Source records:
========

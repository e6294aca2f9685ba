//! Shapes of the YouTube web client payloads this crate reads and writes.

use serde::{Deserialize, Serialize};

#[derive(Debug, Deserialize)]
#[serde(rename_all = "camelCase")]
pub struct VideoRenderer {
    pub video_id: String,
    #[serde(default)]
    pub title: Runs,
}

#[derive(Debug, Default, Deserialize)]
pub struct Runs {
    #[serde(default)]
    pub runs: Vec<Run>,
}

#[derive(Debug, Deserialize)]
pub struct Run {
    pub text: String,
}

/// Newer channel grids wrap each video in a `lockupViewModel` instead of a `videoRenderer`
#[derive(Debug, Deserialize)]
#[serde(rename_all = "camelCase")]
pub struct LockupViewModel {
    pub content_id: String,
    #[serde(default)]
    pub content_type: Option<String>,
    #[serde(default)]
    pub metadata: Option<LockupMetadata>,
}

#[derive(Debug, Deserialize)]
#[serde(rename_all = "camelCase")]
pub struct LockupMetadata {
    pub lockup_metadata_view_model: Option<LockupMetadataViewModel>,
}

#[derive(Debug, Deserialize)]
pub struct LockupMetadataViewModel {
    pub title: Option<LockupTitle>,
}

#[derive(Debug, Deserialize)]
pub struct LockupTitle {
    pub content: String,
}

/// Client identity scraped from a channel page, needed to request further pages
#[derive(Debug, Clone, PartialEq, Eq)]
pub struct InnertubeConfig {
    pub api_key: Option<String>,
    pub client_version: String,
}

/// Body of a `youtubei/v1/browse` continuation request
#[derive(Debug, Serialize)]
pub struct BrowseRequest<'a> {
    pub context: InnertubeContext<'a>,
    pub continuation: &'a str,
}

#[derive(Debug, Serialize)]
pub struct InnertubeContext<'a> {
    pub client: InnertubeClient<'a>,
}

#[derive(Debug, Serialize)]
#[serde(rename_all = "camelCase")]
pub struct InnertubeClient<'a> {
    pub client_name: &'a str,
    pub client_version: &'a str,
    pub hl: &'a str,
}

impl<'a> BrowseRequest<'a> {
    pub fn continuation(config: &'a InnertubeConfig, token: &'a str) -> Self {
        BrowseRequest {
            context: InnertubeContext {
                client: InnertubeClient {
                    client_name: "WEB",
                    client_version: &config.client_version,
                    hl: "en",
                },
            },
            continuation: token,
        }
    }
}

========

Exercise:
For every line of the records that has the word "continuation" in it, make a copy.

Response area:
/// Body of a `youtubei/v1/browse` continuation request
    pub continuation: &'a str,
    pub fn continuation(config: &'a InnertubeConfig, token: &'a str) -> Self {
            continuation: token,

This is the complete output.